Dixon is 262-86 in 10 years at Pitt and has the highest winning percentage of any coach in Big East history. The Panthers went 24-9 this season including 12-6 in their final year in the league before heading to the ACC this summer.
Despite the gaudy conference record, Pitt was given a No. 8 seed by the NCAA selection committee, the school's lowest since 2005.
While the players expressed dismay over the seeding, Dixon pressed onward. Still, the Panthers were thoroughly outplayed by Wichita State in a 73-55 loss, the program's worst in the tournament in 20 years.
The defeat marked Pitt's third straight early exit from the NCAAs. Dixon is 11-9 in the tournament but the Panthers—who missed the NCAAs last spring—have not advanced past the opening weekend since 2009, when they lost to Villanova in the regional finals.
"We're well aware we can have a good year, and if we don't perform well in the NCAA tournament it's disappointing," Dixon said. "We're going to be critical of ourselves. That's what we do. We understand that we need to go deeper."
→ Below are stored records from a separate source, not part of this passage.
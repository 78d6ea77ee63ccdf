use std::path::PathBuf;

use anyhow::{Context, Result};
use clap::Args;

use crate::engine::mapping::{EnvelopeParams, KickParams};
use crate::engine::voices::{KickVoice, ReleaseTail, SubtractiveVoice, ToneVoice, Voice};
use crate::tools::cli::state::CliContext;

#[derive(Debug, Clone, Args)]
pub struct OutputArgs {
    /// Output file name ('.wav' is appended when missing); a temp file when omitted
    #[arg(short, long)]
    pub output: Option<String>,

    /// Print the generated Csound script instead of rendering it
    #[arg(long)]
    pub script: bool,
}

#[derive(Debug, Clone, Args)]
pub struct ToneCommand {
    /// Frequency in Hz
    #[arg(long, default_value_t = 440.0)]
    pub pitch: f64,

    /// Length in seconds
    #[arg(long, default_value_t = 1.0)]
    pub duration: f64,

    #[command(flatten)]
    pub output: OutputArgs,
}

#[derive(Debug, Clone, Args)]
#[command(allow_negative_numbers = true)]
pub struct LeadCommand {
    /// Fundamental frequency in Hz
    #[arg(long, default_value_t = 440.0)]
    pub pitch: f64,

    /// Note length in seconds
    #[arg(long, default_value_t = 1.0)]
    pub duration: f64,

    /// Lowpass cutoff in Hz
    #[arg(long, default_value_t = 4000.0)]
    pub cutoff: f64,

    /// Attack knob (0-255)
    #[arg(long, default_value_t = 10)]
    pub attack: i64,

    /// Decay knob (0-255)
    #[arg(long, default_value_t = 50)]
    pub decay: i64,

    /// Sustain knob (0-255)
    #[arg(long, default_value_t = 255)]
    pub sustain: i64,

    /// Release knob (0-255)
    #[arg(long, default_value_t = 30)]
    pub release: i64,

    /// Extend the note by the release time (overrides the config)
    #[arg(long)]
    pub extend_release: bool,

    #[command(flatten)]
    pub output: OutputArgs,
}

#[derive(Debug, Clone, Args)]
#[command(allow_negative_numbers = true)]
pub struct KickCommand {
    /// Resting frequency in Hz
    #[arg(long, default_value_t = 55.0)]
    pub fundamental: f64,

    /// Transient punch (0-255)
    #[arg(long, default_value_t = 150)]
    pub punch: i64,

    /// Amplitude decay (0-255)
    #[arg(long, default_value_t = 80)]
    pub decay: i64,

    /// Saturation (0-255)
    #[arg(long, default_value_t = 50)]
    pub drive: i64,

    #[command(flatten)]
    pub output: OutputArgs,
}

#[derive(Debug, Clone, Args)]
pub struct RenderCommand {
    /// Path to the .csd file
    pub path: PathBuf,

    /// Output file name ('.wav' is appended when missing); a temp file when omitted
    #[arg(short, long)]
    pub output: Option<String>,
}

impl ToneCommand {
    pub async fn execute(&self, ctx: &CliContext) -> Result<()> {
        let voice = ToneVoice::new(self.pitch, self.duration);
        emit(ctx, &voice, &self.output).await
    }
}

impl LeadCommand {
    pub async fn execute(&self, ctx: &CliContext) -> Result<()> {
        let envelope = EnvelopeParams::from_raw(self.attack, self.decay, self.sustain, self.release);
        let release_tail = if self.extend_release {
            ReleaseTail::Extend
        } else {
            ctx.config().release_tail()
        };
        let voice = SubtractiveVoice::new(self.pitch, self.duration, self.cutoff, envelope)
            .with_release_tail(release_tail);

        let env = voice.mapped_envelope();
        ctx.logger().debug(format!(
            "Envelope: attack {:.3}s, decay {:.3}s, sustain {:.3}, release {:.3}s",
            env.attack_secs, env.decay_secs, env.sustain_level, env.release_secs
        ));
        emit(ctx, &voice, &self.output).await
    }
}

impl KickCommand {
    pub async fn execute(&self, ctx: &CliContext) -> Result<()> {
        let params = KickParams::from_raw(self.punch, self.decay, self.drive);
        let voice = KickVoice::new(self.fundamental, params);

        let kick = voice.mapped();
        ctx.logger().debug(format!(
            "Kick: {:.1} Hz -> {:.1} Hz in {:.3}s, decay {:.3}s, drive x{:.2}",
            kick.pitch_start_hz, self.fundamental, kick.drop_secs, kick.decay_secs, kick.drive_mult
        ));
        emit(ctx, &voice, &self.output).await
    }
}

impl RenderCommand {
    pub async fn execute(&self, ctx: &CliContext) -> Result<()> {
        let script = std::fs::read_to_string(&self.path)
            .with_context(|| format!("failed to read script: {}", self.path.display()))?;
        render(ctx, &script, self.output.as_deref()).await
    }
}

async fn emit(ctx: &CliContext, voice: &dyn Voice, output: &OutputArgs) -> Result<()> {
    let script = voice.script();
    if output.script {
        println!("{}", script);
        return Ok(());
    }

    ctx.logger().action(format!("Rendering {} voice", voice.name()));
    render(ctx, &script, output.output.as_deref()).await
}

async fn render(ctx: &CliContext, script: &str, output: Option<&str>) -> Result<()> {
    let path = ctx.renderer().render(script, output).await?;
    println!("{}", path.display());
    Ok(())
}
Dixon expressed disappointment in his team's play but optimism about the future in the immediate aftermath. Pitt loses just two players to graduation and has one of the most promising big men in the country in freshman center Steven Adams.
Having Adams in the middle and Dixon on the sideline should help Pitt in its transition to the ACC. Dixon has been diplomatic about the move and joked earlier this month he didn't have any family in Greensboro, N.C., the frequent home of the ACC tournament.
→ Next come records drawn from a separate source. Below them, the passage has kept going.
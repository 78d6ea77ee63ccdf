//! Csound render invoker
//!
//! Persists a script to a temp `.csd`, runs `csound -d -W -o <out> <csd>` and
//! maps the process outcome to a path or a [`RenderError`]. Nothing is ever
//! cleaned up: scripts and outputs stay on disk for later retrieval.

use std::io::Write;
use std::path::{Path, PathBuf};
use std::process::Stdio;
use std::sync::Arc;
use std::time::{Duration, Instant};

use tokio::process::Command;

use crate::engine::csound::SCRIPT_EXTENSION;
use crate::tools::logger::{LogLevel, Logger};

pub const AUDIO_EXTENSION: &str = "wav";
pub const DEFAULT_ENGINE: &str = "csound";
pub const DEFAULT_TIMEOUT: Duration = Duration::from_secs(120);

const TEMP_PREFIX: &str = "musmcp-";

/// `-d` no displays, `-W` WAV output.
const ENGINE_FLAGS: [&str; 2] = ["-d", "-W"];
const OUTPUT_FLAG: &str = "-o";

#[derive(Debug, Clone, Copy, PartialEq, Eq)]
pub enum FailureKind {
    Launch,
    Engine,
    Timeout,
}

#[derive(Debug, Clone, PartialEq, Eq, thiserror::Error)]
pub enum RenderError {
    /// Script, output path or process could not be set up.
    #[error("Failed to execute Csound: {0}")]
    Launch(String),

    /// Csound ran and exited non-zero.
    #[error("Error rendering CSD:\nSTDOUT:\n{stdout}\nSTDERR:\n{stderr}")]
    Engine {
        code: Option<i32>,
        stdout: String,
        stderr: String,
    },

    #[error("Failed to execute Csound: no exit after {timeout:?}, process killed")]
    Timeout { timeout: Duration },
}

impl RenderError {
    pub fn kind(&self) -> FailureKind {
        match self {
            RenderError::Launch(_) => FailureKind::Launch,
            RenderError::Engine { .. } => FailureKind::Engine,
            RenderError::Timeout { .. } => FailureKind::Timeout,
        }
    }

    fn launch(context: impl std::fmt::Display, err: impl std::fmt::Display) -> Self {
        RenderError::Launch(format!("{}: {}", context, err))
    }
}

pub type RenderResult = Result<PathBuf, RenderError>;

/// Boundary text: the absolute path on success, the diagnostic otherwise.
pub fn flatten(result: &RenderResult) -> String {
    match result {
        Ok(path) => path.display().to_string(),
        Err(err) => err.to_string(),
    }
}

#[derive(Debug, Clone, PartialEq, Eq)]
pub struct EngineSettings {
    pub binary: PathBuf,
    pub timeout: Duration,
}

impl Default for EngineSettings {
    fn default() -> Self {
        Self {
            binary: PathBuf::from(DEFAULT_ENGINE),
            timeout: DEFAULT_TIMEOUT,
        }
    }
}

/// Append `.wav` unless already present, then absolutize against `base_dir`.
pub fn resolve_output_path(filename: &str, base_dir: &Path) -> PathBuf {
    let suffix = format!(".{}", AUDIO_EXTENSION);
    let mut name = filename.to_string();
    if !name.ends_with(&suffix) {
        name.push_str(&suffix);
    }
    let path = Path::new(&name);
    if path.is_absolute() {
        path.to_path_buf()
    } else {
        base_dir.join(path)
    }
}

/// Argument vector handed to the engine, in its fixed order.
pub fn engine_args(output: &Path, script: &Path) -> Vec<String> {
    let mut args: Vec<String> = ENGINE_FLAGS.iter().map(|f| f.to_string()).collect();
    args.push(OUTPUT_FLAG.to_string());
    args.push(output.display().to_string());
    args.push(script.display().to_string());
    args
}

#[derive(Debug, Clone)]
pub struct Renderer {
    settings: EngineSettings,
    temp_dir: Option<PathBuf>,
    output_dir: Option<PathBuf>,
    logger: Arc<Logger>,
}

impl Renderer {
    pub fn new(settings: EngineSettings, logger: Arc<Logger>) -> Self {
        Self {
            settings,
            temp_dir: None,
            output_dir: None,
            logger,
        }
    }

    /// Directory for temp scripts and unnamed outputs. Defaults to the OS temp dir.
    pub fn with_temp_dir(mut self, dir: Option<PathBuf>) -> Self {
        self.temp_dir = dir;
        self
    }

    /// Base for caller-named outputs. Defaults to the current working directory.
    pub fn with_output_dir(mut self, dir: Option<PathBuf>) -> Self {
        self.output_dir = dir;
        self
    }

    pub fn settings(&self) -> &EngineSettings {
        &self.settings
    }

    pub async fn render(&self, script: &str, output_filename: Option<&str>) -> RenderResult {
        let started = Instant::now();
        let result = self.run(script, output_filename).await;

        match &result {
            Ok(path) => self.logger.success(format!(
                "Rendered {} in {:.1} ms",
                path.display(),
                started.elapsed().as_secs_f64() * 1000.0
            )),
            Err(RenderError::Engine { code, stderr, .. }) => self.logger.log_with_details(
                LogLevel::Error,
                format!(
                    "Csound exited with {}",
                    code.map(|c| c.to_string())
                        .unwrap_or_else(|| "signal".to_string())
                ),
                stderr.lines().rev().take(5).collect::<Vec<_>>().into_iter().rev(),
            ),
            Err(err) => self.logger.error(err.to_string()),
        }

        result
    }

    async fn run(&self, script: &str, output_filename: Option<&str>) -> RenderResult {
        let script_path = self.write_script(script)?;
        let output_path = self.output_path(output_filename)?;

        let args = engine_args(&output_path, &script_path);
        self.logger.action(format!(
            "Running {} {}",
            self.settings.binary.display(),
            args.join(" ")
        ));

        let child = Command::new(&self.settings.binary)
            .args(&args)
            .stdin(Stdio::null())
            .stdout(Stdio::piped())
            .stderr(Stdio::piped())
            .kill_on_drop(true)
            .spawn()
            .map_err(|e| RenderError::launch(self.settings.binary.display(), e))?;

        // Dropping the wait future on timeout drops the child, which kills it.
        let output = match tokio::time::timeout(self.settings.timeout, child.wait_with_output())
            .await
        {
            Ok(output) => output.map_err(|e| RenderError::launch("waiting for csound", e))?,
            Err(_) => {
                return Err(RenderError::Timeout {
                    timeout: self.settings.timeout,
                });
            }
        };

        if !output.status.success() {
            return Err(RenderError::Engine {
                code: output.status.code(),
                stdout: String::from_utf8_lossy(&output.stdout).into_owned(),
                stderr: String::from_utf8_lossy(&output.stderr).into_owned(),
            });
        }

        Ok(output_path)
    }

    fn write_script(&self, script: &str) -> Result<PathBuf, RenderError> {
        let mut file = self
            .temp_file(SCRIPT_EXTENSION)
            .map_err(|e| RenderError::launch("creating temp script", e))?;
        file.write_all(script.as_bytes())
            .and_then(|_| file.flush())
            .map_err(|e| RenderError::launch("writing temp script", e))?;
        let (_, path) = file
            .keep()
            .map_err(|e| RenderError::launch("persisting temp script", e.error))?;
        self.logger.debug(format!("Wrote script {}", path.display()));
        absolute(path)
    }

    fn output_path(&self, output_filename: Option<&str>) -> Result<PathBuf, RenderError> {
        match output_filename {
            Some(name) => {
                let base = match &self.output_dir {
                    Some(dir) => dir.clone(),
                    None => std::env::current_dir()
                        .map_err(|e| RenderError::launch("resolving working directory", e))?,
                };
                absolute(resolve_output_path(name, &base))
            }
            None => {
                let file = self
                    .temp_file(AUDIO_EXTENSION)
                    .map_err(|e| RenderError::launch("allocating temp output", e))?;
                let (_, path) = file
                    .keep()
                    .map_err(|e| RenderError::launch("allocating temp output", e.error))?;
                absolute(path)
            }
        }
    }

    fn temp_file(&self, extension: &str) -> std::io::Result<tempfile::NamedTempFile> {
        let suffix = format!(".{}", extension);
        let mut builder = tempfile::Builder::new();
        builder.prefix(TEMP_PREFIX).suffix(&suffix);
        match &self.temp_dir {
            Some(dir) => builder.tempfile_in(dir),
            None => builder.tempfile(),
        }
    }
}

fn absolute(path: PathBuf) -> Result<PathBuf, RenderError> {
    std::path::absolute(&path).map_err(|e| RenderError::launch(path.display(), e))
}

#[cfg(test)]
#[path = "test_render.rs"]
mod tests;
Still, Dixon also understood the reasons behind Pitt's decision. He can now focus on how to elbow aside Duke and North Carolina for ACC supremacy, much the way the Panthers have done to the likes of Syracuse and Connecticut over the last 12 years in the Big East.
Dixon came to Pitt as an assistant under Ben Howland in 1999 and took over in 2003 when his mentor left for UCLA. All Dixon has done is lead the Panthers to two Big East regular-season titles and a Big East tournament championship.
Though Dixon has done nothing but continue to deepen his roots in Pittsburgh, he understands that his name is floated out whenever a high-profile job opens. Even with a contract that could keep him in Pittsburgh until his children are in college themselves, he knows he has no control over those things.
"Steve Alford signed a 10-year thing and I heard his name come up the other day," Dixon said. "It's really out of your control."
Still, Pitt athletic director Steve Pederson acted aggressively to make sure Dixon remains as the face of one of the nation's most consistently competitive programs.
"In order to maintain and build upon our past success, it was important to our university and athletic department that we make a strong long-term commitment to Jamie," Pederson said in a statement. "He has been far more than a basketball coach at Pitt and we are fortunate to have such a high-caliber person representing our university. I look forward to continuing to work with Jamie as he leads our program into an exciting new era in the ACC."